Attention is not not Explanation
Sarah Wiegreffe, Yuval Pinter
TL;DR
This paper revisits the claim that attention is not explanation by Jain & Wallace, arguing that such conclusions hinge on experimental design and definitions. It introduces four model-driven tests—uniform attention baselines, seed-based variance analysis, diagnostic non-contextual MLPs, and model-consistent adversarial training—to assess attention's usefulness for explanation in LSTM-based architectures. Across multiple NLP datasets, the authors show that uniform attention can match performance in some tasks, variance exists across seeds, and adversarial attention can be constructed but often fails to transfer to meaningful, non-contextual explanations, suggesting that attention can be informative under careful evaluation. Finally, the work clarifies interpretability versus explainability definitions, offers a rigorous evaluation framework, and highlights dataset-dependent conditions under which attention provides faithful or plausible explanations, with implications for debugging and model design.
Abstract
Attention mechanisms play a central role in NLP systems, especially within recurrent neural network (RNN) models. Recently, there has been increasing interest in whether or not the intermediate representations offered by these modules may be used to explain the reasoning for a model's prediction, and consequently reach insights regarding the model's decision-making process. A recent paper claims that `Attention is not Explanation' (Jain and Wallace, 2019).
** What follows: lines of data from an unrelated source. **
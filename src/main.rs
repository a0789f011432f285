//! Ranger MCP Server - Rust Implementation
//!
//! A Model Context Protocol (MCP) server that responds "Ranger！" to any
//! request, served over stdio.

use clap::{Parser, Subcommand};
use tracing::{error, info};

use ranger_mcp_server::config::Config;
use ranger_mcp_server::error::Result;
use ranger_mcp_server::logging;
use ranger_mcp_server::mcp::server::McpServer;
use ranger_mcp_server::mcp::tools::ToolRegistry;

/// Ranger MCP Server
#[derive(Parser)]
#[command(name = "ranger-mcp-server")]
#[command(author, version, about = "Ranger MCP Server - responds \"Ranger!\" to everything")]
struct Cli {
    /// Log filter directives (overrides RANGER_LOG)
    #[arg(long)]
    log_filter: Option<String>,

    /// Server name reported to clients (overrides RANGER_SERVER_NAME)
    #[arg(long)]
    name: Option<String>,

    #[command(subcommand)]
    command: Option<Commands>,
}

#[derive(Subcommand)]
enum Commands {
    /// Print the tool definitions as JSON and exit
    Tools,
}

#[tokio::main]
async fn main() {
    let cli = Cli::parse();

    let config = match load_config(&cli) {
        Ok(config) => config,
        Err(e) => {
            eprintln!("Failed to start server: {}", e);
            std::process::exit(1);
        }
    };

    let code = match cli.command {
        Some(Commands::Tools) => print_tools(),
        None => serve(config).await,
    };

    // stdin is read on a blocking thread that would otherwise hold the
    // runtime open after an interrupt.
    std::process::exit(code);
}

fn load_config(cli: &Cli) -> Result<Config> {
    let mut config = Config::new()?;

    if let Some(filter) = &cli.log_filter {
        config = config.with_log_filter(filter);
    }
    if let Some(name) = &cli.name {
        config = config.with_server_name(name);
    }
    config.validate()?;

    Ok(config)
}

fn print_tools() -> i32 {
    match serde_json::to_string_pretty(&ToolRegistry::ranger().list()) {
        Ok(json) => {
            println!("{}", json);
            0
        }
        Err(e) => {
            eprintln!("Error: {}", e);
            1
        }
    }
}

async fn serve(config: Config) -> i32 {
    let log = match logging::init(&config) {
        Ok(log) => log,
        Err(e) => {
            eprintln!("Failed to start server: {}", e);
            return 1;
        }
    };

    info!(name = %log.name(), "Starting Ranger MCP server");
    eprintln!("MCP server that responds 'Ranger!' to everything has started");

    let mut server = McpServer::new(&config, ToolRegistry::ranger(), log.clone());

    tokio::select! {
        result = server.run_stdio() => match result {
            Ok(()) => {
                info!(name = %log.name(), "Input closed, server exiting");
                0
            }
            Err(e) => {
                error!(name = %log.name(), "Failed to start server: {}", e);
                1
            }
        },
        signal = tokio::signal::ctrl_c() => match signal {
            Ok(()) => {
                info!(name = %log.name(), "Server stopped by user");
                eprintln!("Shutting down Ranger MCP server");
                0
            }
            Err(e) => {
                error!(name = %log.name(), "Failed to start server: {}", e);
                1
            }
        },
    }
}
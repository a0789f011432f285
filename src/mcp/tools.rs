//! MCP tool registry
//!
//! Maps each tool name to its definition and a stateless handler. The
//! registry is built once at startup and owned by the server.

use std::collections::BTreeMap;

use schemars::gen::SchemaSettings;
use schemars::JsonSchema;
use serde_json::Value;

use crate::error::McpError;
use crate::logging::LogContext;
use crate::mcp::types::{CallToolResult, Tool};
use crate::ranger::args::{AnyRequestArgs, InputArgs, NoArgs, OptionsArgs, ParamsArgs};
use crate::ranger::responder;

/// Signature shared by every tool handler
pub type ToolFn = fn(&LogContext, Value) -> CallToolResult;

struct RegisteredTool {
    definition: Tool,
    handler: ToolFn,
}

/// Tool registry
#[derive(Default)]
pub struct ToolRegistry {
    tools: BTreeMap<String, RegisteredTool>,
}

impl ToolRegistry {
    /// Create an empty registry
    pub fn new() -> Self {
        Self::default()
    }

    /// Create the registry holding the six Ranger tools
    pub fn ranger() -> Self {
        let mut registry = Self::new();

        registry.register(
            tool_def::<NoArgs>("ranger", "A tool that responds with \"Ranger!\" to any question or request."),
            responder::ranger,
        );
        registry.register(
            tool_def::<InputArgs>("ranger_with_input", "A tool that accepts user input but always responds with \"Ranger!\"."),
            responder::ranger_with_input,
        );
        registry.register(
            tool_def::<NoArgs>("ranger_json", "A tool that responds with \"Ranger!\" in JSON format."),
            responder::ranger_json,
        );
        registry.register(
            tool_def::<OptionsArgs>("ranger_with_options", "A tool that returns variations of the Ranger response based on different options."),
            responder::ranger_with_options,
        );
        registry.register(
            tool_def::<ParamsArgs>("ranger_with_params", "A tool that accepts parameters but ignores them and always responds with \"Ranger!\"."),
            responder::ranger_with_params,
        );
        registry.register(
            tool_def::<AnyRequestArgs>("any_request", "A generic tool that responds with \"Ranger!\" to any request."),
            responder::any_request,
        );

        registry
    }

    /// Register a tool, replacing any previous tool with the same name
    pub fn register(&mut self, definition: Tool, handler: ToolFn) {
        tracing::debug!(tool = %definition.name, "registering tool");
        self.tools.insert(
            definition.name.clone(),
            RegisteredTool {
                definition,
                handler,
            },
        );
    }

    /// List all available tools, ordered by name
    pub fn list(&self) -> Vec<Tool> {
        self.tools.values().map(|t| t.definition.clone()).collect()
    }

    /// Call a tool by name
    pub fn call(&self, log: &LogContext, name: &str, args: Value) -> CallToolResult {
        match self.tools.get(name) {
            Some(tool) => (tool.handler)(log, args),
            None => CallToolResult::error(
                McpError::UnknownTool {
                    name: name.to_string(),
                }
                .to_string(),
            ),
        }
    }

    pub fn contains(&self, name: &str) -> bool {
        self.tools.contains_key(name)
    }

    pub fn len(&self) -> usize {
        self.tools.len()
    }

    pub fn is_empty(&self) -> bool {
        self.tools.is_empty()
    }
}

fn tool_def<T: JsonSchema>(name: &str, description: &str) -> Tool {
    Tool {
        name: name.to_string(),
        description: Some(description.to_string()),
        input_schema: input_schema::<T>(),
    }
}

/// JSON Schema for an argument struct. `ArgValue` is recursive, so it stays
/// under `definitions` rather than being inlined.
fn input_schema<T: JsonSchema>() -> Value {
    let generator = SchemaSettings::draft07()
        .with(|s| s.meta_schema = None)
        .into_generator();
    let schema = generator.into_root_schema_for::<T>();

    serde_json::to_value(schema)
        .unwrap_or_else(|_| serde_json::json!({"type": "object", "properties": {}}))
}
//! Tool argument shapes
//!
//! The argument structs exist to declare each tool's parameter schema. Values
//! are only ever logged, so decoding never rejects a call.

use std::collections::BTreeMap;
use std::fmt;

use schemars::JsonSchema;
use serde::de::DeserializeOwned;
use serde::{Deserialize, Deserializer, Serialize};
use serde_json::Value;
use tracing::debug;

/// A loosely typed argument value
#[derive(Debug, Clone, PartialEq, Serialize, Deserialize, JsonSchema)]
#[serde(untagged)]
pub enum ArgValue {
    Null,
    Bool(bool),
    Integer(i64),
    Float(f64),
    String(String),
    List(Vec<ArgValue>),
    Map(BTreeMap<String, ArgValue>),
}

/// Renders as compact JSON
impl fmt::Display for ArgValue {
    fn fmt(&self, f: &mut fmt::Formatter<'_>) -> fmt::Result {
        match serde_json::to_string(self) {
            Ok(s) => f.write_str(&s),
            Err(_) => Err(fmt::Error),
        }
    }
}

/// Decode tool arguments, falling back to defaults instead of failing.
///
/// `null` is read as an empty object. Fields use [`lenient`], so a value of
/// the wrong type is dropped while the remaining fields are kept.
pub fn decode<T>(args: Value) -> T
where
    T: DeserializeOwned + Default,
{
    let args = match args {
        Value::Null => return T::default(),
        args @ Value::Object(_) => args,
        other => {
            debug!(arguments = %other, "ignoring non-object tool arguments");
            return T::default();
        }
    };

    serde_json::from_value(args).unwrap_or_else(|e| {
        debug!(error = %e, "ignoring undecodable tool arguments");
        T::default()
    })
}

/// Deserialize an optional field, mapping a mistyped value to `None`
fn lenient<'de, D, T>(deserializer: D) -> Result<Option<T>, D::Error>
where
    D: Deserializer<'de>,
    T: DeserializeOwned,
{
    let value = Value::deserialize(deserializer)?;
    Ok(serde_json::from_value(value.clone())
        .map_err(|e| {
            debug!(value = %value, error = %e, "dropping mistyped tool argument");
        })
        .ok())
}

/// No parameters
#[derive(Debug, Default, Deserialize, JsonSchema)]
pub struct NoArgs {}

/// Arguments for `ranger_with_input`
#[derive(Debug, Default, Deserialize, JsonSchema)]
pub struct InputArgs {
    /// Input text from the user
    #[serde(default, deserialize_with = "lenient")]
    #[schemars(with = "Option<String>")]
    pub input_text: Option<String>,
}

/// Arguments for `ranger_with_options`
#[derive(Debug, Deserialize, JsonSchema)]
pub struct OptionsArgs {
    /// Response option ('simple', 'json', 'extended')
    #[serde(default = "default_option_type", deserialize_with = "lenient")]
    #[schemars(with = "Option<String>")]
    pub option_type: Option<String>,
}

fn default_option_type() -> Option<String> {
    Some("simple".to_string())
}

impl Default for OptionsArgs {
    fn default() -> Self {
        Self {
            option_type: default_option_type(),
        }
    }
}

/// Arguments for `ranger_with_params`
#[derive(Debug, Default, Deserialize, JsonSchema)]
pub struct ParamsArgs {
    /// An arbitrary string parameter
    #[serde(default, deserialize_with = "lenient")]
    #[schemars(with = "Option<String>")]
    pub param1: Option<String>,

    /// An arbitrary integer parameter
    #[serde(default, deserialize_with = "lenient")]
    #[schemars(with = "Option<i64>")]
    pub param2: Option<i64>,

    /// An arbitrary object parameter
    #[serde(default, deserialize_with = "lenient")]
    #[schemars(with = "Option<BTreeMap<String, ArgValue>>")]
    pub param3: Option<BTreeMap<String, ArgValue>>,
}

/// Arguments for `any_request`
#[derive(Debug, Default, Deserialize, JsonSchema)]
pub struct AnyRequestArgs {
    /// The request string
    #[serde(default, deserialize_with = "lenient")]
    #[schemars(with = "Option<String>")]
    pub request: Option<String>,

    /// Any other arbitrary parameters
    #[serde(flatten)]
    pub extra: BTreeMap<String, ArgValue>,
}

#[cfg(test)]
mod tests {
    use super::*;
    use serde_json::json;

    #[test]
    fn test_arg_value_accepts_any_json() {
        let value: ArgValue = serde_json::from_value(json!({
            "s": "x",
            "n": 1,
            "f": 1.5,
            "b": true,
            "z": null,
            "l": [1, "two"],
            "m": {"nested": {}}
        }))
        .unwrap();

        let ArgValue::Map(map) = value else {
            panic!("expected a map");
        };
        assert_eq!(map["s"], ArgValue::String("x".into()));
        assert_eq!(map["n"], ArgValue::Integer(1));
        assert_eq!(map["f"], ArgValue::Float(1.5));
        assert_eq!(map["b"], ArgValue::Bool(true));
        assert_eq!(map["z"], ArgValue::Null);
        assert!(matches!(map["l"], ArgValue::List(_)));
        assert!(matches!(map["m"], ArgValue::Map(_)));
    }

    #[test]
    fn test_arg_value_display_is_json() {
        let value = ArgValue::Map(BTreeMap::from([("x".to_string(), ArgValue::Integer(1))]));
        assert_eq!(value.to_string(), r#"{"x":1}"#);
    }

    #[test]
    fn test_decode_null_and_missing() {
        let args: OptionsArgs = decode(Value::Null);
        assert_eq!(args.option_type.as_deref(), Some("simple"));

        let args: OptionsArgs = decode(json!({}));
        assert_eq!(args.option_type.as_deref(), Some("simple"));

        let args: OptionsArgs = decode(json!({"option_type": 3}));
        assert_eq!(args.option_type, None);
    }

    #[test]
    fn test_decode_drops_mistyped_field() {
        let args: ParamsArgs = decode(json!({
            "param1": "kept",
            "param2": "not a number"
        }));
        assert_eq!(args.param1.as_deref(), Some("kept"));
        assert_eq!(args.param2, None);
    }

    #[test]
    fn test_decode_non_object() {
        let args: InputArgs = decode(json!([1, 2, 3]));
        assert!(args.input_text.is_none());
    }

    #[test]
    fn test_any_request_collects_extras() {
        let args: AnyRequestArgs = decode(json!({
            "request": "hello",
            "extra": {"x": 1},
            "flag": false
        }));
        assert_eq!(args.request.as_deref(), Some("hello"));
        assert_eq!(args.extra.len(), 2);
        assert_eq!(args.extra["flag"], ArgValue::Bool(false));
    }
}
We challenge many of the assumptions underlying this work, arguing that such a claim depends on one's definition of explanation, and that testing it needs to take into account all elements of the model, using a rigorous experimental design. We propose four alternative tests to determine when/whether attention can be used as explanation: a simple uniform-weights baseline; a variance calibration based on multiple random seed runs; a diagnostic framework using frozen weights from pretrained models; and an end-to-end adversarial attention training protocol. Each allows for meaningful interpretation of attention mechanisms in RNN models. We show that even when reliable adversarial distributions can be found, they don't perform well on the simple diagnostic, indicating that prior work does not disprove the usefulness of attention mechanisms for explainability.